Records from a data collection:
-*-*-

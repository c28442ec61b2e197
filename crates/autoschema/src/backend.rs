//! The database layer the reconciler talks to.
//!
//! [`SchemaBackend`] is the seam between the engine and the actual
//! database: introspection on one side, structural DDL on the other.
//! Production code uses [`crate::pg::PgBackend`]; tests and dry runs use
//! [`crate::mem::MemoryBackend`].

use crate::Result;
use autoschema_model::{
    ColumnType, FieldConstraints, FieldSpec, IndexSpec, SchemaSnapshot, TableSnapshot, TableSpec,
};
use std::collections::BTreeSet;

/// Introspection and DDL operations against one database.
///
/// Every call reflects the database's state at call time; implementations
/// must not cache snapshots across calls, since the engine re-probes after
/// structural changes.
pub trait SchemaBackend {
    /// List the names of all tables currently present.
    fn list_tables(&self) -> impl Future<Output = Result<BTreeSet<String>>>;

    /// Probe one table: its columns and indexes, or `None` if the table
    /// does not exist.
    fn table_snapshot(&self, table: &str) -> impl Future<Output = Result<Option<TableSnapshot>>>;

    /// Create a table with every column in the spec (and its primary key).
    /// Does not create indexes; those are separate operations.
    fn create_table(&self, spec: &TableSpec) -> impl Future<Output = Result<()>>;

    fn drop_table(&self, table: &str) -> impl Future<Output = Result<()>>;

    fn add_column(&self, table: &str, field: &FieldSpec) -> impl Future<Output = Result<()>>;

    fn remove_column(&self, table: &str, column: &str) -> impl Future<Output = Result<()>>;

    /// Rebuild a column to the given type and constraint set.
    fn change_column(
        &self,
        table: &str,
        column: &str,
        ty: &ColumnType,
        constraints: &FieldConstraints,
    ) -> impl Future<Output = Result<()>>;

    fn add_index(&self, table: &str, index: &IndexSpec) -> impl Future<Output = Result<()>>;

    fn remove_index(&self, table: &str, name: &str) -> impl Future<Output = Result<()>>;
}

/// Take a fresh whole-database snapshot (table names only; per-table
/// detail comes from [`SchemaBackend::table_snapshot`]).
pub async fn probe_schema<B: SchemaBackend>(backend: &B) -> Result<SchemaSnapshot> {
    Ok(SchemaSnapshot {
        tables: backend.list_tables().await?,
    })
}
//! Declarative schema reconciliation for Postgres.
//!
//! Declare entity types with [`EntityDef`] (fields, indexes,
//! relationships), hand them to a [`Reconciler`], and run a pass: the
//! engine probes the live schema, diffs each desired table against it,
//! applies the resulting DDL, and sweeps tables it created that no
//! definition produces anymore. Passes are idempotent and convergent,
//! so the reconciler can run on every application boot.
//!
//! ```no_run
//! use autoschema::{ColumnType, EntityDef, PgBackend, Reconciler};
//!
//! # async fn demo() -> autoschema::Result<()> {
//! let backend = PgBackend::connect("postgres://localhost/app")?;
//! let mut rec = Reconciler::new(backend);
//!
//! let mut article = EntityDef::new("article");
//! article
//!     .field("title", ColumnType::String)
//!     .field("body", ColumnType::Text)
//!     .belongs_to("author")
//!     .many_to_many("tags")
//!     .timestamps();
//! rec.define(article);
//!
//! let report = rec.reconcile_all().await?;
//! println!("applied {} operations", report.operations_applied());
//! # Ok(())
//! # }
//! ```

pub mod apply;
pub mod backend;
pub mod define;
pub mod diff;
pub mod error;
pub mod expand;
pub mod mem;
pub mod pg;
pub mod reconciler;
pub mod registry;

pub use autoschema_model as model;

pub use apply::{PlanOutcome, apply_plan};
pub use backend::{SchemaBackend, probe_schema};
pub use define::{EntityDef, IndexDecl};
pub use diff::{Operation, ReconciliationPlan, diff_table, join_table_plan};
pub use error::Error;
pub use expand::{JoinTable, expand_associations, expand_inheritance};
pub use mem::MemoryBackend;
pub use pg::PgBackend;
pub use reconciler::{PassReport, Reconciler, SkippedEntity, TableReport};
pub use registry::ManagedTableRegistry;

pub use autoschema_model::{
    AssociationKind, AssociationSpec, ColumnType, FieldConstraints, FieldSpec, IndexSpec,
    SchemaSnapshot, TableSnapshot, TableSpec,
};

pub type Result<T, E = Error> = std::result::Result<T, E>;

-*-*-

WHAT TO PRODUCE: Your answer should be every entry above, repeated exactly.

SOLUTION BELOW:
repository c28442ec61b2e197
filename crates/autoschema/src/backend.rs
//! The database layer the reconciler talks to.
//!
//! [`SchemaBackend`] is the seam between the engine and the actual
//! database: introspection on one side, structural DDL on the other.
//! Production code uses [`crate::pg::PgBackend`]; tests and dry runs use
//! [`crate::mem::MemoryBackend`].

use crate::Result;
use autoschema_model::{
    ColumnType, FieldConstraints, FieldSpec, IndexSpec, SchemaSnapshot, TableSnapshot, TableSpec,
};
use std::collections::BTreeSet;

/// Introspection and DDL operations against one database.
///
/// Every call reflects the database's state at call time; implementations
/// must not cache snapshots across calls, since the engine re-probes after
/// structural changes.
pub trait SchemaBackend {
    /// List the names of all tables currently present.
    fn list_tables(&self) -> impl Future<Output = Result<BTreeSet<String>>>;

    /// Probe one table: its columns and indexes, or `None` if the table
    /// does not exist.
    fn table_snapshot(&self, table: &str) -> impl Future<Output = Result<Option<TableSnapshot>>>;

    /// Create a table with every column in the spec (and its primary key).
    /// Does not create indexes; those are separate operations.
    fn create_table(&self, spec: &TableSpec) -> impl Future<Output = Result<()>>;

    fn drop_table(&self, table: &str) -> impl Future<Output = Result<()>>;

    fn add_column(&self, table: &str, field: &FieldSpec) -> impl Future<Output = Result<()>>;

    fn remove_column(&self, table: &str, column: &str) -> impl Future<Output = Result<()>>;

    /// Rebuild a column to the given type and constraint set.
    fn change_column(
        &self,
        table: &str,
        column: &str,
        ty: &ColumnType,
        constraints: &FieldConstraints,
    ) -> impl Future<Output = Result<()>>;

    fn add_index(&self, table: &str, index: &IndexSpec) -> impl Future<Output = Result<()>>;

    fn remove_index(&self, table: &str, name: &str) -> impl Future<Output = Result<()>>;
}

/// Take a fresh whole-database snapshot (table names only; per-table
/// detail comes from [`SchemaBackend::table_snapshot`]).
pub async fn probe_schema<B: SchemaBackend>(backend: &B) -> Result<SchemaSnapshot> {
    Ok(SchemaSnapshot {
        tables: backend.list_tables().await?,
    })
}
//! Declarative schema reconciliation for Postgres.
//!
//! Declare entity types with [`EntityDef`] (fields, indexes,
//! relationships), hand them to a [`Reconciler`], and run a pass: the
//! engine probes the live schema, diffs each desired table against it,
//! applies the resulting DDL, and sweeps tables it created that no
//! definition produces anymore. Passes are idempotent and convergent,
//! so the reconciler can run on every application boot.
//!
//! ```no_run
//! use autoschema::{ColumnType, EntityDef, PgBackend, Reconciler};
//!
//! # async fn demo() -> autoschema::Result<()> {
//! let backend = PgBackend::connect("postgres://localhost/app")?;
//! let mut rec = Reconciler::new(backend);
//!
//! let mut article = EntityDef::new("article");
//! article
//!     .field("title", ColumnType::String)
//!     .field("body", ColumnType::Text)
//!     .belongs_to("author")
//!     .many_to_many("tags")
//!     .timestamps();
//! rec.define(article);
//!
//! let report = rec.reconcile_all().await?;
//! println!("applied {} operations", report.operations_applied());
//! # Ok(())
//! # }
//! ```

pub mod apply;
pub mod backend;
pub mod define;
pub mod diff;
pub mod error;
pub mod expand;
pub mod mem;
pub mod pg;
pub mod reconciler;
pub mod registry;

pub use autoschema_model as model;

pub use apply::{PlanOutcome, apply_plan};
pub use backend::{SchemaBackend, probe_schema};
pub use define::{EntityDef, IndexDecl};
pub use diff::{Operation, ReconciliationPlan, diff_table, join_table_plan};
pub use error::Error;
pub use expand::{JoinTable, expand_associations, expand_inheritance};
pub use mem::MemoryBackend;
pub use pg::PgBackend;
pub use reconciler::{PassReport, Reconciler, SkippedEntity, TableReport};
pub use registry::ManagedTableRegistry;

pub use autoschema_model::{
    AssociationKind, AssociationSpec, ColumnType, FieldConstraints, FieldSpec, IndexSpec,
    SchemaSnapshot, TableSnapshot, TableSpec,
};

pub type Result<T, E = Error> = std::result::Result<T, E>;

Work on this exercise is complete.